**To do**
Take the data below. Output it exactly from its first line through the line containing "for more details.".

◆ ◆ ◆ ◆ ◆ ◆ ◆

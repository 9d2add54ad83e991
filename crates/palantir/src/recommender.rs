// SPDX-License-Identifier: AGPL-3.0-only
// Copyright (C) 2025 Palantir Project
// This program is free software: you can redistribute it and/or modify
// it under the terms of the GNU Affero General Public License version 3
// as published by the Free Software Foundation.
// This program is distributed in the hope that it will be useful,
// but WITHOUT ANY WARRANTY; without even the implied warranty of
// MERCHANTABILITY or FITNESS FOR A PARTICULAR PURPOSE.
// See the GNU Affero General Public License for more details.
// You should have received a copy of the GNU Affero General Public License
// along with this program. If not, see https://www.gnu.org/licenses/.

use crate::error::DataResult;
use crate::hierarchy::{columns_are_hierarchical, is_composite_key};
use crate::relations::RelationAnalysis;
use crate::results::{QueryResults, VariableCategories};
use async_trait::async_trait;
use futures::future;
use serde::{Deserialize, Serialize};
use std::collections::HashSet;
use tracing::{debug, warn};

/// Visualisation kinds the workbench can render. Serialised under the
/// user-facing tab labels.
#[derive(Debug, Clone, Copy, PartialEq, Eq, Hash, Serialize, Deserialize)]
pub enum ChartType {
    Bar,
    Pie,
    Line,
    Area,
    Scatter,
    Bubble,
    #[serde(rename = "Chord Diagram")]
    ChordDiagram,
    Sankey,
    #[serde(rename = "Heat Map")]
    HeatMap,
    #[serde(rename = "Tree Map")]
    TreeMap,
    Sunburst,
    #[serde(rename = "Circle Packing")]
    CirclePacking,
    #[serde(rename = "Stacked Bar")]
    StackedBar,
    #[serde(rename = "Grouped Bar")]
    GroupedBar,
    Spider,
    Network,
    #[serde(rename = "Hierarchy Tree")]
    HierarchyTree,
    Calendar,
    #[serde(rename = "Word Cloud")]
    WordCloud,
    #[serde(rename = "Choropleth Map")]
    ChoroplethMap,
    Graph,
}

impl ChartType {
    pub fn label(&self) -> &'static str {
        match self {
            ChartType::Bar => "Bar",
            ChartType::Pie => "Pie",
            ChartType::Line => "Line",
            ChartType::Area => "Area",
            ChartType::Scatter => "Scatter",
            ChartType::Bubble => "Bubble",
            ChartType::ChordDiagram => "Chord Diagram",
            ChartType::Sankey => "Sankey",
            ChartType::HeatMap => "Heat Map",
            ChartType::TreeMap => "Tree Map",
            ChartType::Sunburst => "Sunburst",
            ChartType::CirclePacking => "Circle Packing",
            ChartType::StackedBar => "Stacked Bar",
            ChartType::GroupedBar => "Grouped Bar",
            ChartType::Spider => "Spider",
            ChartType::Network => "Network",
            ChartType::HierarchyTree => "Hierarchy Tree",
            ChartType::Calendar => "Calendar",
            ChartType::WordCloud => "Word Cloud",
            ChartType::ChoroplethMap => "Choropleth Map",
            ChartType::Graph => "Graph",
        }
    }
}

impl std::fmt::Display for ChartType {
    fn fmt(&self, f: &mut std::fmt::Formatter<'_>) -> std::fmt::Result {
        f.write_str(self.label())
    }
}

/// Decides whether a single string value names a geographic entity. One
/// representative value per candidate column is submitted, so backends can
/// afford a real lookup per call.
#[async_trait]
pub trait GeographicClassifier: Send + Sync {
    async fn is_geographic(&self, value: &str) -> anyhow::Result<bool>;
}

/// Default classifier: never recognises anything, keeping the engine usable
/// without a geographic backend.
#[derive(Debug, Clone, Copy, Default)]
pub struct NoopClassifier;

#[async_trait]
impl GeographicClassifier for NoopClassifier {
    async fn is_geographic(&self, _value: &str) -> anyhow::Result<bool> {
        Ok(false)
    }
}

/// Recommender output: the applicable chart kinds (unordered) and the
/// geographical column list the rules ran with. The input categories are
/// never mutated; callers wanting the auto-detected geography read it here.
#[derive(Debug, Clone, Default, PartialEq, Eq, Serialize, Deserialize)]
pub struct Recommendation {
    pub charts: HashSet<ChartType>,
    pub geographical: Vec<String>,
}

impl Recommendation {
    pub fn contains(&self, chart: ChartType) -> bool {
        self.charts.contains(&chart)
    }
}

/// Lexical columns whose first cell value the classifier recognises as
/// geographic. Lookups run concurrently and settle together; a failed
/// lookup demotes that column to non-geographic rather than aborting.
async fn detect_geographic(
    results: &QueryResults,
    categories: &VariableCategories,
    classifier: &dyn GeographicClassifier,
) -> DataResult<Vec<String>> {
    if results.is_empty() {
        return Ok(Vec::new());
    }

    let lookups = categories.lexical.iter().map(|column| async move {
        let value = match results.first_non_empty_value(column) {
            Ok(Some(value)) => value,
            Ok(None) => return Ok((column, false)),
            Err(e) => return Err(e),
        };
        match classifier.is_geographic(value).await {
            Ok(positive) => Ok((column, positive)),
            Err(e) => {
                warn!(%column, error = %e, "geographic lookup failed, treating column as non-geographic");
                Ok((column, false))
            }
        }
    });

    let settled = future::join_all(lookups).await;
    let mut geographic = Vec::new();
    for outcome in settled {
        let (column, positive) = outcome?;
        if positive {
            geographic.push(column.clone());
        }
    }
    Ok(geographic)
}

/// Rule-based chart recommendation over role counts, pairwise relations and
/// the hierarchy shape of the key chain. All rules are additive except the
/// final two branches, which are mutually exclusive. An empty set is a
/// valid outcome, not an error.
pub async fn recommend_charts(
    categories: &VariableCategories,
    analysis: &RelationAnalysis,
    results: &QueryResults,
    classifier: &dyn GeographicClassifier,
) -> DataResult<Recommendation> {
    categories.validate(results)?;

    let geographical = if categories.geographical.is_empty() {
        detect_geographic(results, categories, classifier).await?
    } else {
        categories.geographical.clone()
    };

    let key = &categories.key;
    let numeric = &categories.numeric;
    let mut charts = HashSet::new();

    if categories.date.len() == 1 && !numeric.is_empty() {
        charts.insert(ChartType::Calendar);
    }

    if numeric.len() >= 2 {
        charts.insert(ChartType::Scatter);
        if numeric.len() >= 3 {
            charts.insert(ChartType::Bubble);
        }
    }

    if key.len() == 1 && !numeric.is_empty() {
        charts.insert(ChartType::Bar);
        charts.insert(ChartType::Pie);
    }

    if !geographical.is_empty() && !numeric.is_empty() {
        charts.insert(ChartType::ChoroplethMap);
    }

    if (key.len() == 1 || categories.lexical.len() == 1) && numeric.len() == 1 {
        charts.insert(ChartType::WordCloud);
    }

    if key.len() >= 2 {
        let hierarchical = columns_are_hierarchical(analysis, key)?;
        if hierarchical {
            charts.insert(ChartType::HierarchyTree);
        } else {
            charts.insert(ChartType::Network);
        }
        if !categories.scalar.is_empty() {
            if hierarchical {
                charts.insert(ChartType::TreeMap);
                charts.insert(ChartType::Sunburst);
                charts.insert(ChartType::CirclePacking);
            } else {
                charts.insert(ChartType::HeatMap);
                charts.insert(ChartType::ChordDiagram);
                charts.insert(ChartType::Sankey);
            }
        }
    }

    if key.len() == 2 && results.width() >= 3 {
        charts.insert(ChartType::StackedBar);
        charts.insert(ChartType::GroupedBar);
        charts.insert(ChartType::Spider);
        if categories.is_numeric(&key[1]) {
            charts.insert(ChartType::Line);
        }
    } else if key.len() == 1 && results.width() >= 3 {
        let key_index = results.column_index(&key[0])?;
        // A key in the last header position has no follower to pair with.
        if let Some(second) = results.header.get(key_index + 1) {
            if is_composite_key(&[&key[0], second], results)? {
                if categories.is_lexical(second) {
                    charts.insert(ChartType::StackedBar);
                    charts.insert(ChartType::GroupedBar);
                    charts.insert(ChartType::Spider);
                }
                if categories.is_temporal(second) {
                    charts.insert(ChartType::StackedBar);
                    charts.insert(ChartType::GroupedBar);
                    charts.insert(ChartType::Spider);
                    charts.insert(ChartType::Line);
                }
                if categories.is_numeric(second) {
                    charts.insert(ChartType::Line);
                }
            }
        }
    }

    debug!(count = charts.len(), "recommendation complete");
    Ok(Recommendation {
        charts,
        geographical,
    })
}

◆ ◆ ◆ ◆ ◆ ◆ ◆

**Task result**
repository 9d2add54ad83e991
filename crates/palantir/src/recommender.rs
// SPDX-License-Identifier: AGPL-3.0-only
// Copyright (C) 2025 Palantir Project
// This program is free software: you can redistribute it and/or modify
// it under the terms of the GNU Affero General Public License version 3
// as published by the Free Software Foundation.
// This program is distributed in the hope that it will be useful,
// but WITHOUT ANY WARRANTY; without even the implied warranty of
// MERCHANTABILITY or FITNESS FOR A PARTICULAR PURPOSE.
// See the GNU Affero General Public License for more details.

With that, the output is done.